— About this task —
The lines to reproduce run from the first one below to the line containing "resolve against it", both included. Reproduce them exactly and nothing else.

── Task input

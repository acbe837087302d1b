//! Loaders: where schema and instance documents come from
//!
//! Copyright (c) 2025 Specado Team
//! Licensed under the Apache-2.0 license

use crate::draft::Draft;
use crate::error::{SchemaError, SchemaResult};
use crate::loader::parser::{DocumentParser, Format};
use crate::loader::pool::SchemaPool;
use crate::loader::retriever::{DefaultRetriever, Retrieve};
use serde_json::Value;
use std::path::{Path, PathBuf};
use url::Url;

/// A source of one JSON document
pub trait Loader {
    /// Produce the document
    fn load(&self) -> SchemaResult<Value>;

    /// Canonical URI of the document; relative `$ref`s resolve against it
    fn source_uri(&self) -> Option<Url> {
        None
    }

    /// Short human-readable name for logs and errors
    fn describe(&self) -> String;

    /// True when the loader only names a URI; a loader session resolves it
    /// through its own registry before loading anything
    fn is_reference(&self) -> bool {
        false
    }
}

/// Document given as JSON (or YAML) text
#[derive(Debug, Clone)]
pub struct StringLoader {
    content: String,
    format: Format,
}

impl StringLoader {
    pub fn new(content: impl Into<String>) -> Self {
        Self {
            content: content.into(),
            format: Format::Json,
        }
    }

    pub fn yaml(content: impl Into<String>) -> Self {
        Self {
            content: content.into(),
            format: Format::Yaml,
        }
    }
}

impl Loader for StringLoader {
    fn load(&self) -> SchemaResult<Value> {
        DocumentParser::new().parse_content(&self.content, self.format, "string")
    }

    fn describe(&self) -> String {
        "<string>".to_string()
    }
}

/// Document given as an already-built value
#[derive(Debug, Clone)]
pub struct ValueLoader {
    value: Value,
}

impl ValueLoader {
    pub fn new(value: Value) -> Self {
        Self { value }
    }
}

impl Loader for ValueLoader {
    fn load(&self) -> SchemaResult<Value> {
        Ok(self.value.clone())
    }

    fn describe(&self) -> String {
        "<value>".to_string()
    }
}

/// Document read from a JSON or YAML file
#[derive(Debug, Clone)]
pub struct FileLoader {
    path: PathBuf,
}

impl FileLoader {
    pub fn new(path: impl AsRef<Path>) -> Self {
        Self {
            path: path.as_ref().to_path_buf(),
        }
    }

    pub fn path(&self) -> &Path {
        &self.path
    }

    fn absolute_path(&self) -> Option<PathBuf> {
        match self.path.canonicalize() {
            Ok(path) => Some(path),
            Err(_) if self.path.is_absolute() => Some(self.path.clone()),
            Err(_) => std::env::current_dir().ok().map(|dir| dir.join(&self.path)),
        }
    }
}

impl Loader for FileLoader {
    fn load(&self) -> SchemaResult<Value> {
        DocumentParser::new().parse_file(&self.path)
    }

    fn source_uri(&self) -> Option<Url> {
        self.absolute_path()
            .and_then(|path| Url::from_file_path(path).ok())
    }

    fn describe(&self) -> String {
        self.path.display().to_string()
    }
}

/// Document named by URI
///
/// Inside a loader session the URI is looked up among registered documents
/// first. Standalone, it is served from the embedded meta-schemas or the
/// [`DefaultRetriever`].
#[derive(Debug, Clone)]
pub struct ReferenceLoader {
    uri: Url,
}

impl ReferenceLoader {
    /// Relative URIs resolve against `json-schema:///`
    pub fn new(uri: &str) -> SchemaResult<Self> {
        Ok(Self {
            uri: SchemaPool::parse_uri(uri)?,
        })
    }

    pub fn uri(&self) -> &Url {
        &self.uri
    }
}

impl Loader for ReferenceLoader {
    fn load(&self) -> SchemaResult<Value> {
        let document = match Draft::from_schema_uri(self.uri.as_str()).and_then(Draft::meta_schema) {
            Some(embedded) => embedded?,
            None => {
                let mut document_uri = self.uri.clone();
                document_uri.set_fragment(None);
                DefaultRetriever::new().retrieve(&document_uri)?
            }
        };

        match self.uri.fragment() {
            Some(fragment) if !fragment.is_empty() => document
                .pointer(fragment)
                .cloned()
                .ok_or_else(|| {
                    SchemaError::unresolved_reference(
                        self.uri.as_str(),
                        self.uri.as_str(),
                        "fragment does not point into the document",
                    )
                }),
            _ => Ok(document),
        }
    }

    fn source_uri(&self) -> Option<Url> {
        Some(self.uri.clone())
    }

    fn describe(&self) -> String {
        self.uri.to_string()
    }

    fn is_reference(&self) -> bool {
        true
    }
}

────

— Problem solution —
repository acbe837087302d1b
//! Loaders: where schema and instance documents come from
//!
//! Copyright (c) 2025 Specado Team
//! Licensed under the Apache-2.0 license

use crate::draft::Draft;
use crate::error::{SchemaError, SchemaResult};
use crate::loader::parser::{DocumentParser, Format};
use crate::loader::pool::SchemaPool;
use crate::loader::retriever::{DefaultRetriever, Retrieve};
use serde_json::Value;
use std::path::{Path, PathBuf};
use url::Url;

/// A source of one JSON document
pub trait Loader {
    /// Produce the document
    fn load(&self) -> SchemaResult<Value>;

    /// Canonical URI of the document; relative `$ref`s resolve against it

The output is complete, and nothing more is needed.